I was glad when he came down from the stage, showing us to make that
circle and then getting to see him leap around it. That is when I saw that he is probably only 5
foot 6 inches which made me laugh. The
first time difficulty of the zumba steps, the pulsing music and his wide
movements made him look like one of the tallest men on the year from my
beginners stance.
I am stiff this morning from
it. I don’t think those muscles that I
danced with are the same ones that I use when I walk the deck in the morning,
which I did again this morning. We had
to put our clocks ahead a half the day before yesterday and an hour ahead
yesterday – trying to catch up on the time it will be when we arrive in
Chochin, India (which word Greg is telling me everyone is saying as
Chochi).
I was on deck at 6 am. Four others were there ahead of me though it
is no face. By 7 am there are many
walking the track. This may be why so
many of the old people are on the boat – the ones I am seeing now are a fitness
bunch. Yesterday a man said hello as he
passed me. I yelled after him, “I hate
it when someone who is older than me gets ahead of me.” He laughed and yelled back – I am 81.
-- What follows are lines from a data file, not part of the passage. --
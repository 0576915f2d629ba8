use serde::{Deserialize, Serialize};
use sqlx::FromRow;
use validator::Validate;

/// A named set of users; the unit roles are granted to.
///
/// A personal group is the singleton container materialized when a grant is
/// expressed against a user rather than a group.
#[derive(Debug, Clone, Serialize, Deserialize, FromRow)]
pub struct Group {
    pub id: i64,
    pub name: String,
    pub is_personal: bool,
    pub owner_id: Option<i64>,
}

#[derive(Debug, Clone, Serialize, Deserialize, Validate)]
pub struct NewGroup {
    #[validate(length(min = 1, max = 150))]
    pub name: String,

    pub is_personal: bool,

    pub owner_id: Option<i64>,
}

impl NewGroup {
    /// The personal group created on demand for `user_id`.
    pub fn personal(user_id: i64) -> Self {
        Self {
            name: format!("private:{}", user_id),
            is_personal: true,
            owner_id: Some(user_id),
        }
    }
}
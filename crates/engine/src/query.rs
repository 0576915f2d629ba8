use crate::error::{AuthzError, Result};
use sea_query::{Alias, Asterisk, Condition, Expr, Order, Query, SelectStatement, SimpleExpr};

/// A select over one target model, carrying the FROM/JOIN bookkeeping the
/// rewriter needs. The wrapped statement is only ever appended to: existing
/// columns, joins and ordering stay untouched.
#[derive(Debug, Clone)]
pub struct Select {
    from: Vec<String>,
    joined: Vec<String>,
    stmt: SelectStatement,
}

impl Select {
    /// `SELECT * FROM table`.
    pub fn from_table(table: impl Into<String>) -> Self {
        let table = table.into();
        let stmt = Query::select()
            .column(Asterisk)
            .from(Alias::new(&table))
            .to_owned();
        Self {
            from: vec![table],
            joined: Vec::new(),
            stmt,
        }
    }

    /// An explicit projection instead of `*`.
    pub fn with_columns(table: impl Into<String>, columns: &[&str]) -> Self {
        let table = table.into();
        let mut stmt = Query::select();
        for column in columns {
            stmt.column((Alias::new(&table), Alias::new(*column)));
        }
        stmt.from(Alias::new(&table));
        Self {
            from: vec![table],
            joined: Vec::new(),
            stmt: stmt.to_owned(),
        }
    }

    /// A cartesian select over several tables; such a query has no single
    /// rewrite target.
    pub fn from_tables(tables: &[&str]) -> Self {
        let mut stmt = Query::select();
        stmt.column(Asterisk);
        for table in tables {
            stmt.from(Alias::new(*table));
        }
        Self {
            from: tables.iter().map(|t| t.to_string()).collect(),
            joined: Vec::new(),
            stmt: stmt.to_owned(),
        }
    }

    pub fn and_where(mut self, expr: SimpleExpr) -> Self {
        self.stmt.and_where(expr);
        self
    }

    pub fn order_by(mut self, table: &str, column: &str, order: Order) -> Self {
        self.stmt
            .order_by((Alias::new(table), Alias::new(column)), order);
        self
    }

    /// Join added by the caller before rewriting; recorded so the rewriter
    /// skips duplicates.
    pub fn inner_join(mut self, table: &str, on: SimpleExpr) -> Self {
        self.stmt.inner_join(Alias::new(table), on);
        self.joined.push(table.to_string());
        self
    }

    /// The single table this query selects from.
    pub fn target(&self) -> Result<&str> {
        match self.from.as_slice() {
            [table] => Ok(table),
            _ => Err(AuthzError::AmbiguousTarget),
        }
    }

    pub fn has_join(&self, table: &str) -> bool {
        self.joined.iter().any(|t| t == table) || self.from.iter().any(|t| t == table)
    }

    pub(crate) fn append_left_join(&mut self, table: &str, on: SimpleExpr) {
        self.stmt.left_join(Alias::new(table), on);
        self.joined.push(table.to_string());
    }

    pub(crate) fn append_condition(&mut self, condition: Condition) {
        self.stmt.cond_where(condition);
    }

    pub(crate) fn append_false(&mut self) {
        self.stmt.and_where(Expr::value(false));
    }

    pub fn statement(&self) -> &SelectStatement {
        &self.stmt
    }

    pub fn into_statement(self) -> SelectStatement {
        self.stmt
    }
}
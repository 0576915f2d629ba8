use crate::error::{ContextError, Result};
use serde::{Deserialize, Serialize};

/// Table name of the sentinel global context.
pub const GLOBAL_TABLE: &str = "global";

/// Row id of the sentinel global context.
pub const GLOBAL_CONTEXT_ID: i64 = 0;

/// Reference to a single database row: `(table, primary key)`.
///
/// Roles are granted against contexts, never against the rows themselves.
#[derive(Debug, Clone, PartialEq, Eq, Hash, Serialize, Deserialize)]
pub struct Context {
    pub table: String,
    pub id: i64,
}

impl Context {
    pub fn new(table: impl Into<String>, id: i64) -> Self {
        Self {
            table: table.into(),
            id,
        }
    }

    /// The sentinel context meaning "every row of every model".
    pub fn global() -> Self {
        Self::new(GLOBAL_TABLE, GLOBAL_CONTEXT_ID)
    }

    pub fn is_global(&self) -> bool {
        self.table == GLOBAL_TABLE && self.id == GLOBAL_CONTEXT_ID
    }
}

impl std::fmt::Display for Context {
    fn fmt(&self, f: &mut std::fmt::Formatter<'_>) -> std::fmt::Result {
        write!(f, "{}#{}", self.table, self.id)
    }
}

/// A same-model batch of contexts.
///
/// Ids are kept sorted and unique; the empty batch is unrepresentable
/// (constructors return `None` instead).
#[derive(Debug, Clone, PartialEq, Eq, Hash, Serialize, Deserialize)]
pub struct ContextSet {
    table: String,
    ids: Vec<i64>,
}

impl ContextSet {
    pub fn new(table: impl Into<String>, ids: impl IntoIterator<Item = i64>) -> Option<Self> {
        let mut ids: Vec<i64> = ids.into_iter().collect();
        if ids.is_empty() {
            return None;
        }
        ids.sort_unstable();
        ids.dedup();
        Some(Self {
            table: table.into(),
            ids,
        })
    }

    pub fn table(&self) -> &str {
        &self.table
    }

    pub fn ids(&self) -> &[i64] {
        &self.ids
    }

    pub fn len(&self) -> usize {
        self.ids.len()
    }

    pub fn is_empty(&self) -> bool {
        self.ids.is_empty()
    }

    pub fn contains(&self, context: &Context) -> bool {
        context.table == self.table && self.ids.binary_search(&context.id).is_ok()
    }

    /// Union with another set of the same model.
    pub fn union(&self, other: &ContextSet) -> Result<ContextSet> {
        if self.table != other.table {
            return Err(ContextError::ModelMismatch {
                left: self.table.clone(),
                right: other.table.clone(),
            });
        }
        let mut ids = self.ids.clone();
        ids.extend_from_slice(&other.ids);
        ids.sort_unstable();
        ids.dedup();
        Ok(ContextSet {
            table: self.table.clone(),
            ids,
        })
    }

    /// Union of an arbitrary number of same-model sets; `None` when the
    /// iterator is empty.
    pub fn join(sets: impl IntoIterator<Item = ContextSet>) -> Result<Option<ContextSet>> {
        let mut merged: Option<ContextSet> = None;
        for set in sets {
            merged = Some(match merged {
                Some(acc) => acc.union(&set)?,
                None => set,
            });
        }
        Ok(merged)
    }

    /// Iterate the members as `Context` values.
    pub fn iter(&self) -> impl Iterator<Item = Context> + '_ {
        self.ids.iter().map(|id| Context::new(self.table.clone(), *id))
    }
}

impl From<Context> for ContextSet {
    fn from(context: Context) -> Self {
        ContextSet {
            table: context.table,
            ids: vec![context.id],
        }
    }
}
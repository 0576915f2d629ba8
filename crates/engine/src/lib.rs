pub mod checkers;
pub mod engine;
pub mod error;
pub mod query;
pub mod traverse;

pub use checkers::{Checker, JoinSpec, JoinStep, WhereSpec};
pub use engine::{Engine, EngineBuilder, Principal, Subject};
pub use error::{AuthzError, Result};
pub use query::Select;
pub use traverse::{treefy_paths, PathTree, Resolved, Step, StepValue, Traverser};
I finish my walk and go to cool down one deck
up where I get a good view of the sunrise from the front of the ship “I don’t think we are going to see it,” I
said to another man who is always there but who doesn’t engage in conversation.
“Are there days when the sun just doesn’t rise?” He pulls out of his camera bag
serious equipment as opposed to the small camera I have in my pocket. “The sun always rises,” he says, “sometimes
more spectacularly than others. You
always have to be there, in case you miss the good one”. But I have waited from past the time the ship
says will be sunrise and I begin to go down the stairs.
“There it is,” he calls
after me, so I return, but I am seeing the sun today through different eyes.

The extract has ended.